In the case of the cobweb model, we're looking at an "AR(1)" model. We can think of the error term at time \(t\) as follows:

\[u_t = \rho u_{t-1} + \varepsilon_t\]

Where \(\varepsilon_t\) is the random component.

An "AR(n)" model is one where the error term at time \(t\) is correlated with the error from the previous \(n\) periods.

Testing for autocorrelation

library(pwt8)
gdp.us <- pwt8.1 %>% filter(country == "United States of America") %>% select(rgdpo,year)
ggplot(gdp.us,aes(x = year, y = rgdpo)) + geom_line() + geom_smooth(method = "lm", se = F)

A simple option is to look at a graph of the data over time. Comparing the data to a linear time trend we can see that sometimes rGDP is higher than expected and sometimes lower.

Testing for autocorrelation

Looking at the residuals, this autocorrelation becomes even clearer.

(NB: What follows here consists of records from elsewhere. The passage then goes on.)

use anyhow::{anyhow, Result};
use std::collections::HashMap;
use std::path::{Path, PathBuf};
use std::sync::Mutex;
use tracing::{debug, warn};

/// String key-value persistence, the local-storage equivalent.
///
/// Each `get`/`set` reads or writes a whole value; there are no partial updates.
pub trait LocalStore: Send + Sync {
    fn get(&self, key: &str) -> Result<Option<String>>;
    fn set(&self, key: &str, value: &str) -> Result<()>;
    fn remove(&self, key: &str) -> Result<()>;
}

/// One JSON file per key under a directory
#[derive(Clone)]
pub struct FileStore {
    dir: PathBuf,
}

impl FileStore {
    pub fn new(dir: &Path) -> Result<Self> {
        std::fs::create_dir_all(dir)?;
        Ok(Self { dir: dir.to_path_buf() })
    }

    fn key_path(&self, key: &str) -> Result<PathBuf> {
        let valid = !key.is_empty()
            && key.chars().all(|c| c.is_ascii_alphanumeric() || c == '_' || c == '-');
        if !valid {
            return Err(anyhow!("Invalid store key: {:?}", key));
        }
        Ok(self.dir.join(format!("{}.json", key)))
    }

    pub fn dir(&self) -> &Path {
        &self.dir
    }
}

impl LocalStore for FileStore {
    fn get(&self, key: &str) -> Result<Option<String>> {
        let path = self.key_path(key)?;
        if !path.exists() {
            debug!("Store miss: {} (file does not exist)", key);
            return Ok(None);
        }
        Ok(Some(std::fs::read_to_string(&path)?))
    }

    fn set(&self, key: &str, value: &str) -> Result<()> {
        let path = self.key_path(key)?;
        std::fs::create_dir_all(&self.dir)?;

        // Atomic write: write to temp file, then rename
        let temp_path = path.with_extension("tmp");
        std::fs::write(&temp_path, value)?;
        if let Err(e) = std::fs::rename(&temp_path, &path) {
            warn!("Failed to replace store file for {}: {}", key, e);
            return Err(anyhow!("Failed to write store key {}: {}", key, e));
        }
        debug!("Store saved: {} ({} bytes)", key, value.len());
        Ok(())
    }

    fn remove(&self, key: &str) -> Result<()> {
        let path = self.key_path(key)?;
        if path.exists() {
            std::fs::remove_file(&path)?;
        }
        Ok(())
    }
}

/// In-process store for tests and ephemeral sessions
#[derive(Default)]
pub struct MemoryStore {
    values: Mutex<HashMap<String, String>>,
}

impl MemoryStore {
    pub fn new() -> Self {
        Self::default()
    }
}

impl LocalStore for MemoryStore {
    fn get(&self, key: &str) -> Result<Option<String>> {
        let values = self.values.lock().map_err(|_| anyhow!("memory store poisoned"))?;
        Ok(values.get(key).cloned())
    }

    fn set(&self, key: &str, value: &str) -> Result<()> {
        let mut values = self.values.lock().map_err(|_| anyhow!("memory store poisoned"))?;
        values.insert(key.to_string(), value.to_string());
        Ok(())
    }

    fn remove(&self, key: &str) -> Result<()> {
        let mut values = self.values.lock().map_err(|_| anyhow!("memory store poisoned"))?;
        values.remove(key);
        Ok(())
    }
}

#[cfg(test)]
mod tests {
    use super::*;
    use tempfile::TempDir;

    #[test]
    fn test_file_store_round_trip() {
        let dir = TempDir::new().unwrap();
        let store = FileStore::new(&dir.path().join("store")).unwrap();

        assert_eq!(store.get("watchHistory").unwrap(), None);
        store.set("watchHistory", "[]").unwrap();
        assert_eq!(store.get("watchHistory").unwrap().as_deref(), Some("[]"));
        assert!(dir.path().join("store").join("watchHistory.json").exists());
        assert!(!dir.path().join("store").join("watchHistory.tmp").exists());

        store.remove("watchHistory").unwrap();
        assert_eq!(store.get("watchHistory").unwrap(), None);
        // Removing a missing key is fine
        store.remove("watchHistory").unwrap();
    }

    #[test]
    fn test_file_store_rejects_path_keys() {
        let dir = TempDir::new().unwrap();
        let store = FileStore::new(dir.path()).unwrap();
        assert!(store.set("../escape", "x").is_err());
        assert!(store.get("").is_err());
    }

    #[test]
    fn test_memory_store() {
        let store = MemoryStore::new();
        store.set("a", "1").unwrap();
        store.set("a", "2").unwrap();
        assert_eq!(store.get("a").unwrap().as_deref(), Some("2"));
        store.remove("a").unwrap();
        assert_eq!(store.get("a").unwrap(), None);
    }
}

Testing for autocorrelation

To see if this is an AR(1) process, we will make a model that treats each residual as a function of the previous residual.

df.res <- cbind(fit1$model,res = fit1$residuals)
fit.ar1 <- lm(res ~ lag(res), df.res)
summary(fit.ar1)
Call:
lm(formula = res ~ lag(res), data = df.res)

Residuals:
    Min      1Q  Median      3Q     Max 
-614285  -87928    4546   92019  323174 

Coefficients:
              Estimate Std. Error t value Pr(>|t|)    
(Intercept) -1.234e+04  2.168e+04  -0.569    0.571    
lag(res)     9.443e-01  3.204e-02  29.469   <2e-16 ***
---
Signif. codes:  0 '***' 0.001 '**' 0.01 '*' 0.05 '.' 0.1 ' ' 1

Residual standard error: 169300 on 59 degrees of freedom
  (1 observation deleted due to missingness)
Multiple R-squared:  0.9364,    Adjusted R-squared:  0.9353 
F-statistic: 868.4 on 1 and 59 DF,  p-value: < 2.2e-16

The basic components of time series data

Remember, our goal is to try to understand variation in Y by looking at variation in X. Normally if we see X and Y increasing together, that means X and Y are highly correlated. But now that comovement might be simply because of a time trend.

Removing this regularity in the data means we can ask about variation in X and Y around the trend.

Another regularity is seasonal variation.

Example

library(Quandl)
ny.ur <- Quandl("BLSE/LAUST360000000000004")
UR <- as.ts(ny.ur$Value, start = c(2010,1),end = c(2016,9), frequency = 12)
# stl(UR)